Omicidio Willy, sentenza rinviata al 14 luglio
Gabriele Bianchi: “Non l’ho toccato nemmeno con un dito”
Era la notte tra il 5 e il 6 settembre 2020 quando, a Colleferro, Willy Monteiro Duarte è stato pestato a morte mentre usciva da un locale con gli amici. Senza alcun motivo. Senza pietà. Solo perché nero. Gli assassini, i fratelli Bianchi (Gabriele e Marco), Mario Pincarelli e Francesco Belleggia, sono stati arrestati, e il 10 giugno scorso è iniziato il processo. L’udienza definitiva è stata rinviata dalla Corte d’Assise al 14 luglio.

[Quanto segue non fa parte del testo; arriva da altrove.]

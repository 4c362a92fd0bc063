use std::fmt::Display;

use chrono::{DateTime, Local, NaiveDate, NaiveDateTime, TimeZone, Utc};

/// Returned for input that cannot be read as a date.
pub const INVALID_DATE: &str = "Invalid Date";

const DISPLAY_FORMAT: &str = "%d/%m/%Y, %H:%M:%S";

const OFFSET_FORMATS: [&str; 2] = ["%Y-%m-%dT%H:%M:%S%.f%#z", "%Y-%m-%dT%H:%M%#z"];

const NAIVE_FORMATS: [&str; 4] = [
    "%Y-%m-%dT%H:%M:%S%.f",
    "%Y-%m-%d %H:%M:%S%.f",
    "%Y-%m-%dT%H:%M",
    "%Y-%m-%d %H:%M",
];

/// Formats a backend timestamp in the host's local time zone.
pub fn format(raw: &str) -> String {
    format_in(raw, &Local)
}

/// Formats a backend timestamp in `tz`.
///
/// Timestamps with an offset are converted, timestamps without one are read
/// as wall-clock time in `tz`, and a bare date (`YYYY-MM-DD`, `YYYY-MM` or
/// `YYYY`) is midnight UTC on its first day.
pub fn format_in<Tz>(raw: &str, tz: &Tz) -> String
where
    Tz: TimeZone,
    Tz::Offset: Display,
{
    match parse(raw.trim(), tz) {
        Some(dt) => dt.format(DISPLAY_FORMAT).to_string(),
        None => INVALID_DATE.to_string(),
    }
}

fn parse<Tz: TimeZone>(raw: &str, tz: &Tz) -> Option<DateTime<Tz>> {
    if let Ok(dt) = DateTime::parse_from_rfc3339(raw) {
        return Some(dt.with_timezone(tz));
    }

    let zulu = match raw.strip_suffix('Z') {
        Some(rest) => format!("{rest}+00:00"),
        None => raw.to_string(),
    };
    for fmt in OFFSET_FORMATS {
        if let Ok(dt) = DateTime::parse_from_str(&zulu, fmt) {
            return Some(dt.with_timezone(tz));
        }
    }

    for fmt in NAIVE_FORMATS {
        if let Ok(naive) = NaiveDateTime::parse_from_str(raw, fmt) {
            // None inside a DST gap.
            return tz.from_local_datetime(&naive).earliest();
        }
    }

    let full_date = match raw.len() {
        4 => format!("{raw}-01-01"),
        7 => format!("{raw}-01"),
        _ => raw.to_string(),
    };
    let date = NaiveDate::parse_from_str(&full_date, "%Y-%m-%d").ok()?;
    let midnight = date.and_hms_opt(0, 0, 0)?;
    Some(Utc.from_utc_datetime(&midnight).with_timezone(tz))
}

Alle domande dei pm, Gabriele Bianchi risponde: “Non ho ucciso io Willy. Vengo accusato di qualcosa che non potrei mai fare.” Ammette solo di aver colpito l’amico della vittima. E nessun altro. Malgrado ci fossero 25 testimoni, l’avvocato Pica, difensore dei fratelli, sostiene che nessuno è stato in grado di osservare lucidamente la scena: troppo buio e troppe persone intorno. Eppure, alcuni di loro hanno sostenuto che i gemelli avevano sferrato colpi a chiunque passasse di lì. Pugni e calci, per puro divertimento. A rimetterci la vita è stato proprio il 21enne Willy: pestato, preso a sprangate, torturato. Fino a perdere il respiro e la vita. A distanza di quasi due anni dall’omicidio, la famiglia di Willy non ha ancora ottenuto la giustizia che merita. La procura di Velletri ha sollecitato l’ergastolo per Gabriele e Marco Bianchi e 24 anni di reclusione per Mario Pincarelli.

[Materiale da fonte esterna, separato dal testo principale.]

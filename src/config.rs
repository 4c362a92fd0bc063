pub const BASE_URL: &str = "http://localhost:3001";

// Both requests hit the same path. The latest reading most likely belongs on
// its own endpoint; keep them identical until the backend contract says otherwise.
pub const HISTORY_PATH: &str = "/sensor/media-semana";
pub const LATEST_READING_PATH: &str = "/sensor/media-semana";

pub const HISTORY_ERROR_MESSAGE: &str = "Erro ao buscar dados";
pub const LATEST_READING_ERROR_MESSAGE: &str = "Erro ao buscar última leitura";

/// Shown in place of live data while loading or after a failed load.
pub const FALLBACK_CO2_LEVEL: &str = "2000 PPM";
pub const FALLBACK_AIR_QUALITY: &str = "Moderada";
pub const FALLBACK_LOCATION: &str = "IFMA-Campus Timon";
pub const FALLBACK_LAST_UPDATE: &str = "31/03/2025, 22:37:42";

pub const REFRESH_NOTE: &str = "As informações serão atualizadas a cada 10 minutos";
pub const HISTORY_TITLE: &str = "Histórico de CO2 - Semanal";
pub const HISTORY_WINDOW_LABEL: &str = "Últimos 7 dias";
pub const HISTORY_AXIS_TICKS: [u32; 6] = [2500, 2000, 1500, 1000, 500, 0];
use std::fmt;

use crate::air_quality::{self, AirQuality};
use crate::config::{
    FALLBACK_AIR_QUALITY, FALLBACK_CO2_LEVEL, FALLBACK_LAST_UPDATE, FALLBACK_LOCATION,
    HISTORY_AXIS_TICKS, HISTORY_TITLE, HISTORY_WINDOW_LABEL, REFRESH_NOTE,
};
use crate::loader::ViewState;
use crate::reading::HistoricalPoint;
use crate::timestamp;

/// Display-ready text for the sensor screen.
#[derive(Debug, Clone, PartialEq)]
pub struct Panel {
    pub co2_level: String,
    pub air_quality: String,
    pub air_quality_category: AirQuality,
    pub location: String,
    pub last_update: String,
    pub history: Vec<HistoricalPoint>,
}

impl Panel {
    /// Without a latest reading every field falls back to the demo values.
    pub fn from_view(view: &ViewState) -> Self {
        let history = view.history.clone();

        match &view.latest {
            Some(reading) => Self {
                co2_level: format!("{} PPM", reading.co2_level),
                air_quality: reading.air_quality.clone(),
                air_quality_category: air_quality::classify(&reading.air_quality),
                location: reading.location.clone(),
                last_update: timestamp::format(&reading.timestamp),
                history,
            },
            None => Self {
                co2_level: FALLBACK_CO2_LEVEL.to_string(),
                air_quality: FALLBACK_AIR_QUALITY.to_string(),
                air_quality_category: air_quality::classify(FALLBACK_AIR_QUALITY),
                location: FALLBACK_LOCATION.to_string(),
                last_update: FALLBACK_LAST_UPDATE.to_string(),
                history,
            },
        }
    }
}

impl fmt::Display for Panel {
    fn fmt(&self, f: &mut fmt::Formatter<'_>) -> fmt::Result {
        writeln!(f, "Nível de CO2: {}", self.co2_level)?;
        writeln!(
            f,
            "Qualidade do Ar: {} ({})",
            self.air_quality,
            self.air_quality_category.color()
        )?;
        writeln!(f, "Localização: {}", self.location)?;
        writeln!(f, "Última Atualização: {}", self.last_update)?;
        writeln!(f, "{REFRESH_NOTE}")?;
        writeln!(f)?;
        writeln!(f, "{HISTORY_TITLE}")?;
        let ticks = HISTORY_AXIS_TICKS.map(|t| t.to_string()).join(" / ");
        writeln!(f, "  escala: {ticks}")?;
        for point in &self.history {
            writeln!(f, "  {}: {} PPM", point.day, point.value)?;
        }
        write!(f, "{HISTORY_WINDOW_LABEL}")
    }
}

#[cfg(test)]
mod tests {
    use super::*;
    use crate::loader::LoadState;
    use crate::reading::LatestReading;

    fn ready_view() -> ViewState {
        ViewState {
            load_state: LoadState::Ready,
            history: vec![HistoricalPoint {
                day: "Seg".into(),
                value: 412.5,
            }],
            latest: Some(LatestReading {
                co2_level: 2150.0,
                air_quality: "RUIM".into(),
                location: "Sala 12".into(),
                timestamp: "2025-04-02T08:00:00Z".into(),
            }),
        }
    }

    #[test]
    fn test_loading_view_uses_fallbacks() {
        let panel = Panel::from_view(&ViewState::default());
        assert_eq!(panel.co2_level, "2000 PPM");
        assert_eq!(panel.air_quality, "Moderada");
        assert_eq!(panel.air_quality_category, AirQuality::Moderate);
        assert_eq!(panel.location, "IFMA-Campus Timon");
        assert_eq!(panel.last_update, "31/03/2025, 22:37:42");
        assert!(panel.history.is_empty());
    }

    #[test]
    fn test_failed_view_uses_fallbacks() {
        let view = ViewState {
            load_state: LoadState::Failed("db unreachable".into()),
            ..ViewState::default()
        };
        assert_eq!(
            Panel::from_view(&view),
            Panel::from_view(&ViewState::default())
        );
    }

    #[test]
    fn test_ready_view_uses_reading() {
        let panel = Panel::from_view(&ready_view());
        assert_eq!(panel.co2_level, "2150 PPM");
        assert_eq!(panel.air_quality, "RUIM");
        assert_eq!(panel.air_quality_category, AirQuality::Poor);
        assert_eq!(panel.location, "Sala 12");
        assert_eq!(panel.last_update, timestamp::format("2025-04-02T08:00:00Z"));
        assert_eq!(panel.history.len(), 1);
    }

    #[test]
    fn test_fractional_co2_level_is_kept() {
        let mut view = ready_view();
        if let Some(reading) = view.latest.as_mut() {
            reading.co2_level = 412.5;
        }
        assert_eq!(Panel::from_view(&view).co2_level, "412.5 PPM");
    }

    #[test]
    fn test_render_lists_history_points() {
        let rendered = Panel::from_view(&ready_view()).to_string();
        assert!(rendered.contains("Nível de CO2: 2150 PPM"));
        assert!(rendered.contains("Localização: Sala 12"));
        assert!(rendered.contains("  Seg: 412.5 PPM"));
        assert!(rendered.contains("2500 / 2000 / 1500 / 1000 / 500 / 0"));
        assert!(rendered.ends_with(HISTORY_WINDOW_LABEL));
    }
}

La drammatica vicenda di Willy Monteiro ha segnato un’ora buia per il nostro Paese. Il razzismo è il cancro della società, un male (in)curabile che dilaga silenziosamente e velocemente, e ricordiamo che le vittime come lui sono – e sono state – tante. Ogni giorno perdono la vita centinaia di uomini, donne e bambini. Muoiono in mare tra le proteste dei nostri politici che non li accettano e la rabbia di chi fugge dalla fame e dalla guerra. Un’ingiustizia che si protrae giorno dopo giorno, ma non se ne parla, perché la morte dei migranti viene percepita come qualcosa di inevitabile. Comune. Scontato. Dovrebbero ottenerla tutti, la giustizia. E invece ci si chiude in un sanguinoso silenzio.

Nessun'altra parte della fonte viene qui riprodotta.